Eventually Wilson cut ties with the Manson family and feeling this rejection along with his crushed music dreams gave Manson more reason to hate those who he so envied. After listening to the Beatle’s ‘White Album’, Manson became obsessed with their music, especially a song called Helter Skelter, and used the Bible to translate what he thought was their secret message. He concluded that there would be an apocalyptic race war that would be brought on by the blacks at the time, and the outcome would be Manson and his family leading the new world as the only whites left. He told his followers that he was the ‘Fifth Angel’ who would be given the ‘key to the pit of the abyss’. To Manson and his followers –he was the actual human embodiment of Jesus and his family members were his chosen disciples.

The revolution wasn’t happening like Manson had envisioned and he believed the blacks needed his help to get the ball rolling. As his followers began to grow, he tested their loyalty. Tex Watson, a follower, stole $2,000 from a drug dealer named Bernard Crowe who threated to retaliate. Manson settled the issue by shooting Crowe in the stomach who survived and never reported the incident. This caused the Manson family to feel unsafe so they all began carrying around guns and knives for protection.

The first murder that the family committed was a man named Gary Hinman. The event initially began over money, but turned into Manson cutting off one of Hinman’s ears and stealing his car. He ordered Mary Brunner, Susan Atkins, and Bobby Beausoliel to stay behind who held Hinman captive for 3 days before stabbing him to death. They were ordered to write the words ‘political piggy’ and a paw print in Hinman’s blood to make it seem as if the crime was done by the Black Panther Party. This led to the beginning of the revolution, which Manson called Helter Skelter. In 1969, Manson ordered Tex Watson, Susan Atkins, Patricia Krenwinkel, and Linda Kasabian to the home of Terry Melcher (the music producer) with instructions to murder anyone who was in the house. Using knives, they brutally killed Steven Parent, Jay Sebring, Wojciech Frykowski, Abigail Folger, and famous actress Sharon Tate who was pregnant at the time. The next day Manson, Tex Watson, Susan Atkins, Patricia Krenwinkel, Steve Grogan, Leslie Van Houten, and Linda Kasabian went to the home of Leno and Rosemary Labianca where they tied the couple up, stabbed them to death, ate dinner, took showers, and then went back home to Spahn Ranch.

In October of 1969, the family was arrested on suspicion of stolen cars. During their time in Jail, Susan Atkins gave detailed stories about the murders and upcoming revolution to cell mates. During trials, Manson’s attorney tried to argue the fact that Manson himself never actually killed and shouldn’t be indicted on serial murder charges but Manson hurt his case when he showed up to court with a bloody swastika carved by himself into his own forehead, a scar he still has to this day.

In January of 1971 Manson was convicted of murder along with the rest of the family members and sent to prison. He was transferred between 4 different prisons in California because of constant conflicts with other inmates and guards before he ended up in Corcoran State Prison which is where he has remained since 1989. Because of several threats on his life, he is kept under constant care in a protective housing unit. During his time in prison since the murders, he has been raped, set on fire, beaten several times and poisoned. As of this month, he has been denied parole 12 times after showing no signs of ‘rehabilitation’ and will not be eligible again until 2027 when he will be 92 years old.

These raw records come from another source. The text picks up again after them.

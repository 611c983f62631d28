//! Steward - the consistency core for durable workflow fleets
//!
//! This crate keeps a fleet of cooperating processes ("worlds") coherent
//! while they plan and execute durable multi-step workflows against a shared
//! persistence backend. The key components are:
//!
//! ## Coordination
//!
//! - [`Coordinator`]: one world's handle on the cluster (registration,
//!   heartbeats, startup sweeps, shutdown)
//! - [`Invalidator`]: declares a dead world and reclaims its locks and plans
//! - [`AutoExecutor`]: the cluster-serialized sweep resuming ownerless plans
//! - [`ValidityChecker`]: consistency sweeps over worlds and locks
//!
//! ## Shared state
//!
//! - [`Persistence`]: typed CRUD over plans, steps, locks and worlds;
//!   [`MemoryPersistence`] backs tests and single-process deployments
//! - [`LockTable`]: durable named locks, the only cross-world arbiter
//! - [`WorldRegistry`]: live participants and their heartbeats

pub mod auto_execute;
pub mod config;
pub mod connector;
pub mod coordinator;
pub mod error;
pub mod executor;
pub mod invalidator;
pub mod lock_table;
pub mod memory;
pub mod model;
pub mod observability;
pub mod persistence;
pub mod registry;
pub mod validity;

// Configuration
pub use config::Config;
pub use coordinator::{Coordinator, CoordinatorConfig, CoordinatorStats};

// Data model
pub use model::{
    EVENT_FINISH_EXECUTION, EVENT_PAUSE_EXECUTION, EVENT_START_EXECUTION,
    EVENT_TERMINATE_EXECUTION, ExecutionPlan, HistoryEvent, Lock, LockCategory, LockFilter,
    LockKind, LockRole, PlanFilter, PlanId, PlanResult, PlanState, RescueStrategy, Step,
    StepState, World, WorldFilter, WorldId, WorldKind,
};

// Persistence
pub use memory::MemoryPersistence;
pub use persistence::{
    AcquireOutcome, Persistence, PersistenceError, PersistenceResult, ReleaseOutcome,
};

// Coordination primitives
pub use auto_execute::{AutoExecutor, ResumedPlan};
pub use connector::{Connector, ConnectorError, CoordinationMessage, InProcessConnector};
pub use error::{CoordinationError, CoordinationResult};
pub use executor::{Executor, InlineExecutor};
pub use invalidator::{InvalidationOutcome, InvalidationReport, Invalidator};
pub use lock_table::LockTable;
pub use registry::WorldRegistry;
pub use validity::{ValidityChecker, WorldValidity};
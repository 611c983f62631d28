//! Crate-level coordination error.
//!
//! A thin wrapper over the subsystem errors rather than a god error; each
//! subsystem keeps its own concrete type.

use thiserror::Error;

use crate::connector::ConnectorError;
use crate::persistence::PersistenceError;

#[derive(Debug, Error)]
#[non_exhaustive]
pub enum CoordinationError {
    #[error(transparent)]
    Persistence(#[from] PersistenceError),

    #[error(transparent)]
    Transport(#[from] ConnectorError),

    /// A plan loaded but its stored shape is unusable (e.g. steps missing).
    #[error("data consistency: {0}")]
    DataConsistency(String),

    #[error("executor failure: {0}")]
    Executor(String),
}

impl CoordinationError {
    /// NotFound is never fatal during reclamation; callers treat it as
    /// "already reclaimed".
    pub fn is_not_found(&self) -> bool {
        matches!(self, Self::Persistence(e) if e.is_not_found())
    }

    pub fn is_conflict(&self) -> bool {
        matches!(self, Self::Persistence(e) if e.is_conflict())
    }
}

pub type CoordinationResult<T> = Result<T, CoordinationError>;
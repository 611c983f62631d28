//! Per-process coordination facade.
//!
//! A `Coordinator` represents this process's world in the cluster. It:
//! - registers the world and keeps its heartbeat fresh
//! - listens for coordination messages and resumes handed-off plans
//! - runs the startup validity sweeps for executor worlds
//! - exposes invalidation, auto-execute and the validity checks
//!
//! Multiple coordinators can run against the same persistence backend to
//! form (or, in tests, simulate) a multi-world cluster.

use std::time::Duration;

use tokio::task::JoinHandle;
use tracing::{error, info, warn};

use crate::auto_execute::{AutoExecutor, ResumedPlan};
use crate::connector::{Connector, CoordinationMessage};
use crate::error::{CoordinationError, CoordinationResult};
use crate::executor::{Executor, InlineExecutor};
use crate::invalidator::{InvalidationOutcome, Invalidator};
use crate::lock_table::LockTable;
use crate::model::{Lock, LockFilter, LockKind, World, WorldFilter, WorldKind};
use crate::persistence::{AcquireOutcome, Persistence};
use crate::registry::WorldRegistry;
use crate::validity::{ValidityChecker, WorldValidity};

/// Configuration for a single coordinator.
#[derive(Debug, Clone)]
pub struct CoordinatorConfig {
    pub kind: WorldKind,

    /// Run the startup validity sweeps. `None` applies the kind default:
    /// enabled for executors, disabled for clients.
    pub auto_validity_check: Option<bool>,

    /// How long a heartbeat is trusted.
    pub validity_timeout: Duration,

    /// Heartbeat refresh interval.
    pub heartbeat_interval: Duration,

    /// Claim the delayed-dispatch role on startup.
    pub delayed_executor: bool,
}

impl Default for CoordinatorConfig {
    fn default() -> Self {
        CoordinatorConfig {
            kind: WorldKind::Executor,
            auto_validity_check: None,
            validity_timeout: Duration::from_secs(60),
            heartbeat_interval: Duration::from_secs(20),
            delayed_executor: false,
        }
    }
}

impl CoordinatorConfig {
    pub fn auto_validity_check_enabled(&self) -> bool {
        self.auto_validity_check
            .unwrap_or(self.kind == WorldKind::Executor)
    }

    fn validity_timeout_chrono(&self) -> chrono::Duration {
        chrono::Duration::milliseconds(self.validity_timeout.as_millis() as i64)
    }
}

/// A world's coordinator handle.
pub struct Coordinator {
    config: CoordinatorConfig,
    world: World,
    persistence: Box<dyn Persistence>,
    locks: LockTable,
    registry: WorldRegistry,
    connector: Box<dyn Connector>,
    executor: Option<Box<dyn Executor>>,
    handles: Vec<JoinHandle<()>>,
}

impl Coordinator {
    /// Create a coordinator. Executor worlds get the inline executor unless
    /// [`Coordinator::with_executor`] installs another one.
    pub fn new(
        config: CoordinatorConfig,
        persistence: Box<dyn Persistence>,
        connector: Box<dyn Connector>,
    ) -> Self {
        let world = World::new(config.kind);
        let executor: Option<Box<dyn Executor>> = match config.kind {
            WorldKind::Executor => Some(Box::new(InlineExecutor::new(
                world.id,
                persistence.clone(),
            ))),
            WorldKind::Client => None,
        };
        let locks = LockTable::new(persistence.clone());
        let registry = WorldRegistry::new(persistence.clone(), config.validity_timeout_chrono());
        Coordinator {
            config,
            world,
            persistence,
            locks,
            registry,
            connector,
            executor,
            handles: Vec::new(),
        }
    }

    pub fn with_executor(mut self, executor: Box<dyn Executor>) -> Self {
        self.executor = Some(executor);
        self
    }

    pub fn world(&self) -> &World {
        &self.world
    }

    pub fn locks(&self) -> &LockTable {
        &self.locks
    }

    pub fn registry(&self) -> &WorldRegistry {
        &self.registry
    }

    /// Register the world, start background tasks and (for executors with
    /// auto checks enabled) sweep the cluster before announcing readiness.
    pub async fn start(&mut self) -> CoordinationResult<()> {
        self.registry.register(&self.world).await?;

        self.start_message_pump().await;
        self.start_heartbeat_task();

        if self.config.delayed_executor {
            let kind = LockKind::DelayedExecutor {
                world: self.world.id,
            };
            if let AcquireOutcome::HeldBy(holder) =
                self.locks.acquire(kind, self.world.id).await?
            {
                warn!(held_by = %holder, "delayed-executor role already claimed");
            }
        }

        if self.config.auto_validity_check_enabled() {
            self.worlds_validity_check(true, &WorldFilter::default())
                .await?;
            self.locks_validity_check().await?;
        }

        info!(
            world_id = %self.world.id,
            kind = self.world.kind.as_str(),
            "world ready"
        );
        Ok(())
    }

    async fn start_message_pump(&mut self) {
        let mut rx = self.connector.start_listening(self.world.id).await;
        let executor = self.executor.clone();
        let world_id = self.world.id;
        let handle = tokio::spawn(async move {
            while let Some(message) = rx.recv().await {
                match message {
                    CoordinationMessage::ResumeExecution { plan_id }
                    | CoordinationMessage::PlanReassigned { plan_id, .. } => {
                        let Some(executor) = executor.clone() else {
                            warn!(%plan_id, "received plan without a local executor");
                            continue;
                        };
                        tokio::spawn(async move {
                            if let Err(err) = executor.execute(plan_id).await {
                                error!(%plan_id, error = %err, "handed-off execution failed");
                            }
                        });
                    }
                    CoordinationMessage::Ping => {}
                }
            }
            info!(world_id = %world_id, "message pump stopped");
        });
        self.handles.push(handle);
    }

    fn start_heartbeat_task(&mut self) {
        let registry = self.registry.clone();
        let world_id = self.world.id;
        let interval = self.config.heartbeat_interval;
        let handle = tokio::spawn(async move {
            loop {
                tokio::time::sleep(interval).await;
                if let Err(err) = registry.heartbeat(world_id).await {
                    warn!(world_id = %world_id, error = %err, "heartbeat failed");
                }
            }
        });
        self.handles.push(handle);
    }

    /// Stop background tasks, surrender every held lock and deregister.
    pub async fn stop(&mut self) {
        info!(world_id = %self.world.id, "stopping world");

        for handle in self.handles.drain(..) {
            handle.abort();
        }
        if let Some(executor) = &self.executor {
            if let Err(err) = executor.terminate().await {
                warn!(error = %err, "executor termination failed");
            }
        }
        match self.locks.owned_by(self.world.id).await {
            Ok(owned) => {
                for lock in owned {
                    if let Err(err) = self.locks.release_id(&lock.id, Some(self.world.id)).await {
                        warn!(lock_id = %lock.id, error = %err, "failed to release lock on shutdown");
                    }
                }
            }
            Err(err) => warn!(error = %err, "failed to enumerate own locks on shutdown"),
        }
        if let Err(err) = self.registry.deregister(self.world.id).await {
            warn!(error = %err, "failed to deregister on shutdown");
        }
        self.connector.stop_listening(self.world.id).await;
    }

    fn invalidator(&self) -> Invalidator {
        Invalidator::new(
            self.world.clone(),
            self.persistence.clone(),
            self.locks.clone(),
            self.registry.clone(),
            self.connector.clone(),
            self.executor.clone(),
        )
    }

    fn validity_checker(&self) -> ValidityChecker {
        ValidityChecker::new(
            self.world.id,
            self.persistence.clone(),
            self.locks.clone(),
            self.registry.clone(),
        )
    }

    /// Declare another world dead and reclaim its resources.
    pub async fn invalidate(&self, target: &World) -> CoordinationResult<InvalidationOutcome> {
        self.invalidator().invalidate(target).await
    }

    /// Resume plans left without an owner, on this world's executor.
    pub async fn auto_execute(&self) -> CoordinationResult<Vec<ResumedPlan>> {
        let Some(executor) = self.executor.clone() else {
            return Err(CoordinationError::Executor(
                "auto-execute requires a local executor".to_string(),
            ));
        };
        AutoExecutor::new(
            self.world.clone(),
            self.persistence.clone(),
            self.locks.clone(),
            executor,
        )
        .auto_execute()
        .await
    }

    pub async fn worlds_validity_check(
        &self,
        invalidate: bool,
        filter: &WorldFilter,
    ) -> CoordinationResult<std::collections::HashMap<crate::model::WorldId, WorldValidity>> {
        self.validity_checker()
            .worlds_validity_check(invalidate, filter, &self.invalidator())
            .await
    }

    pub async fn locks_validity_check(&self) -> CoordinationResult<Vec<Lock>> {
        self.validity_checker().locks_validity_check().await
    }

    /// Alias for the lock sweep, matching the public client surface.
    pub async fn clean_orphaned_locks(&self) -> CoordinationResult<Vec<Lock>> {
        self.locks_validity_check().await
    }

    /// Current cluster counters, for diagnostics.
    pub async fn stats(&self) -> CoordinationResult<CoordinatorStats> {
        let worlds = self.registry.find_worlds(&WorldFilter::default(), true).await?;
        let locks = self.locks.find(&LockFilter::default()).await?;
        let own_locks = locks
            .iter()
            .filter(|l| l.owner_world_id == Some(self.world.id))
            .count();
        Ok(CoordinatorStats {
            worlds_registered: worlds.len(),
            locks_total: locks.len(),
            locks_held: own_locks,
        })
    }
}

/// Counters for one coordinator's view of the cluster.
#[derive(Debug, Clone)]
pub struct CoordinatorStats {
    pub worlds_registered: usize,
    pub locks_total: usize,
    pub locks_held: usize,
}
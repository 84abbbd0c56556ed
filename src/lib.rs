//! Closed-loop visual-servo controller that tracks ants in a camera frame
//! and steers a two-mirror galvanometer laser to follow the selected one.
//!
//! The pipeline is frame -> foreground mask -> blob extraction -> ant
//! scoring/association -> best-track pick -> geometry solve -> mailbox
//! move -> laser re-acquire -> closed-loop correction, run once per frame
//! by [`controller::Controller`]. Frame acquisition, foreground
//! segmentation and motor firmware are external collaborators; this crate
//! owns everything from the foreground mask inward.

use clap::Parser;

pub mod backlash;
pub mod blob;
pub mod classifier;
pub mod config;
pub mod context;
pub mod controller;
pub mod error;
pub mod geometry;
pub mod laser;
pub mod mailbox;
pub mod replay;
pub mod running_avg;
pub mod tracker;

pub const VERSION: &str = env!("CARGO_PKG_VERSION");
pub const PACKAGE: &str = env!("CARGO_PKG_NAME");

/// Command line flags. Every flag in the original's `option` table is
/// parsed; the ones implying a display window or movie source
/// (`-a`/`-l`/`-O`/`-o`/`-m`/`-P`/`-f`) are accepted for wire compatibility
/// but have no effect in this headless reference binary.
#[derive(Parser, Clone, Debug)]
#[command(name = PACKAGE, version = VERSION)]
pub struct Cli {
    #[clap(flatten)]
    pub verbose: clap_verbosity_flag::Verbosity<clap_verbosity_flag::InfoLevel>,

    /// Repeat corrections until the loop closes
    #[arg(short = 'c', long)]
    pub accurate: bool,

    /// Don't do closed loop corrections
    #[arg(short = 'd', long)]
    pub dont_correct: bool,

    /// No ants: skip the ant-seeking branch of the state machine
    #[arg(short = 'n', long)]
    pub no_ants: bool,

    /// Use the classifier trait instead of the heuristic scorer
    #[arg(short = 'N', long)]
    pub neural_class: bool,

    /// Replay ants from a recorded `ants.pos` file
    #[arg(short = 'p', long)]
    pub play_ants: bool,

    /// Do random moves instead of seeking ants
    #[arg(short = 'r', long)]
    pub random_moves: bool,

    /// Save backlash data as CSV
    #[arg(short = 's', long)]
    pub sql_backlash: bool,

    /// Take snapshots of ants and the laser for classifier training
    #[arg(short = 'S', long)]
    pub take_snapshots: bool,

    /// Alternate frame display (accepted, inert: no display in this build)
    #[arg(short = 'a', long, hide = true)]
    pub alternate_frame: bool,

    /// Draw the laser on the screen (accepted, inert)
    #[arg(short = 'l', long, hide = true)]
    pub draw_laser: bool,

    /// Overlay the laser on a movie (accepted, inert)
    #[arg(short = 'O', long, hide = true)]
    pub overlay_laser: bool,

    /// Show the foreground-mask window (accepted, inert)
    #[arg(short = 'o', long, hide = true)]
    pub show_mog: bool,

    /// Use a movie file as the frame source (accepted, inert)
    #[arg(short = 'm', long, hide = true)]
    pub movie: bool,

    /// Plot predictions for ant movement (accepted, inert)
    #[arg(short = 'P', long, hide = true)]
    pub plot_predictions: bool,

    /// Fake the laser firmware coms, for testing without hardware
    #[arg(short = 'f', long)]
    pub fake_laser: bool,
}

#[cfg(test)]
mod test {
    use super::*;

    #[test]
    fn cli_parses_with_no_flags() {
        let cli = Cli::parse_from(["myrmidon"]);
        assert!(!cli.no_ants);
        assert!(!cli.random_moves);
    }

    #[test]
    fn cli_parses_short_flags() {
        let cli = Cli::parse_from(["myrmidon", "-n", "-r", "-N"]);
        assert!(cli.no_ants);
        assert!(cli.random_moves);
        assert!(cli.neural_class);
    }
}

“Look down on me, you will see a fool. Look up at me, you will see your lord. Look straight at me, you will see yourself.” – Charles Manson

Sigmund Freud’s Psychoanalytic Theory

Psychoanalysis is the concept that “who you are” is a mere reflection of biological and unconscious factors that determine behavior. There is no way to know for sure if Manson’s crimes could have been prevented if his past was different, but Freud strongly believed that parental influence plays the most vital role in healthy development and it may have been the root to his life of crime. Manson grew up in a highly unstable environment with an absent father and a mother who made it clear that she did not want him. His childhood is a long history of neglect and abandonment. This caused him to develop a sense of worthlessness and could be what caused his anger towards authority throughout his teen and adult life. Perhaps he sought his mother’s approval by emulating her same criminal behavior because that was all he knew.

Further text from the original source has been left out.